#VU64762 Code Injection in Mozilla Firefox - CVE-2022-2200
Vulnerability identifier: #VU64762
Vulnerability risk: Medium
CVSSv4.0: 4.5 [CVSS:4.0/AV:N/AC:L/AT:P/PR:N/UI:A/VC:H/VI:H/VA:N/SC:N/SI:N/SA:N/E:U/U:Green]
CVE-ID:
CWE-ID:
CWE-94
Exploitation vector: Network
Exploit availability: No
Vulnerable software:
Mozilla Firefox
Client/Desktop applications /
Web browsers
Vendor: Mozilla
Description
The vulnerability allows a remote attacker to execute arbitrary JavaScript code.

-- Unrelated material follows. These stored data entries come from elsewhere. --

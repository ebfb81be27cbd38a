//! Mailing-list provider credentials.
//!
//! Credentials are parsed once at startup and shared read-only. A parse
//! failure disables signups but does not stop the process.

use std::fmt;

use zeroize::Zeroizing;

/// Regional routing segment embedded in the API key (`<secret>-us21`).
#[derive(Debug, Clone, PartialEq, Eq)]
pub struct Datacenter(String);

impl Datacenter {
    /// Segment used as the API host prefix.
    pub fn as_str(&self) -> &str {
        self.0.as_str()
    }
}

impl fmt::Display for Datacenter {
    fn fmt(&self, f: &mut fmt::Formatter<'_>) -> fmt::Result {
        f.write_str(self.as_str())
    }
}

/// Extract the datacenter from an API key.
///
/// Takes the segment after the first hyphen. The segment must be a non-empty
/// ASCII alphanumeric label so it can be embedded in a host name.
///
/// # Examples
/// ```
/// use backend::domain::datacenter_from_api_key;
///
/// let dc = datacenter_from_api_key("0123abcd-us21").expect("suffix present");
/// assert_eq!(dc.as_str(), "us21");
/// assert!(datacenter_from_api_key("0123abcd").is_none());
/// ```
pub fn datacenter_from_api_key(api_key: &str) -> Option<Datacenter> {
    let segment = api_key.split('-').nth(1)?;
    if segment.is_empty() || !segment.chars().all(|c| c.is_ascii_alphanumeric()) {
        return None;
    }
    Some(Datacenter(segment.to_owned()))
}

/// Reasons the provider credentials are unusable.
#[derive(Debug, Clone, Copy, PartialEq, Eq, thiserror::Error)]
pub enum CredentialsError {
    #[error("mailing list API key is not configured")]
    MissingApiKey,
    #[error("mailing list audience id is not configured")]
    MissingAudienceId,
    #[error("mailing list API key has no datacenter suffix")]
    MissingDatacenter,
}

/// Validated provider credentials.
#[derive(Clone)]
pub struct ProviderCredentials {
    api_key: Zeroizing<String>,
    audience_id: String,
    datacenter: Datacenter,
}

impl ProviderCredentials {
    /// Validate raw settings. Blank values count as missing.
    ///
    /// # Examples
    /// ```
    /// use backend::domain::{CredentialsError, ProviderCredentials};
    ///
    /// let creds = ProviderCredentials::new(Some("secret-us6"), Some("a1b2c3")).expect("valid");
    /// assert_eq!(creds.datacenter().as_str(), "us6");
    ///
    /// let err = ProviderCredentials::new(Some("secret"), Some("a1b2c3")).expect_err("no suffix");
    /// assert_eq!(err, CredentialsError::MissingDatacenter);
    /// ```
    pub fn new(api_key: Option<&str>, audience_id: Option<&str>) -> Result<Self, CredentialsError> {
        let api_key = non_blank(api_key).ok_or(CredentialsError::MissingApiKey)?;
        let audience_id = non_blank(audience_id).ok_or(CredentialsError::MissingAudienceId)?;
        let datacenter =
            datacenter_from_api_key(api_key).ok_or(CredentialsError::MissingDatacenter)?;

        Ok(Self {
            api_key: Zeroizing::new(api_key.to_owned()),
            audience_id: audience_id.to_owned(),
            datacenter,
        })
    }

    /// Secret used as the Basic auth password.
    pub fn api_key(&self) -> &str {
        self.api_key.as_str()
    }

    /// Target audience (list) identifier.
    pub fn audience_id(&self) -> &str {
        self.audience_id.as_str()
    }

    /// Datacenter derived from the API key.
    pub fn datacenter(&self) -> &Datacenter {
        &self.datacenter
    }
}

impl fmt::Debug for ProviderCredentials {
    fn fmt(&self, f: &mut fmt::Formatter<'_>) -> fmt::Result {
        f.debug_struct("ProviderCredentials")
            .field("api_key", &"<redacted>")
            .field("audience_id", &self.audience_id)
            .field("datacenter", &self.datacenter)
            .finish()
    }
}

fn non_blank(value: Option<&str>) -> Option<&str> {
    value.map(str::trim).filter(|value| !value.is_empty())
}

The vulnerability exists due to improper input validation when handling JavaScript attributes. A remote attacker can pass undesired attributes to JavaScript object and perform prototype pollution and execute arbitrary JavaScript code in the browser.
Mitigation
Install updates from vendor's website.
Vulnerable software versions
Mozilla Firefox: 90.0 - 101.0.1
External links
https://www.mozilla.org/en-US/security/advisories/mfsa2022-24/
Q & A
Can this vulnerability be exploited remotely?
Yes. This vulnerability can be exploited by a remote non-authenticated attacker via the Internet.
Is there known malware, which exploits this vulnerability?
No. We are not aware of malware exploiting this vulnerability.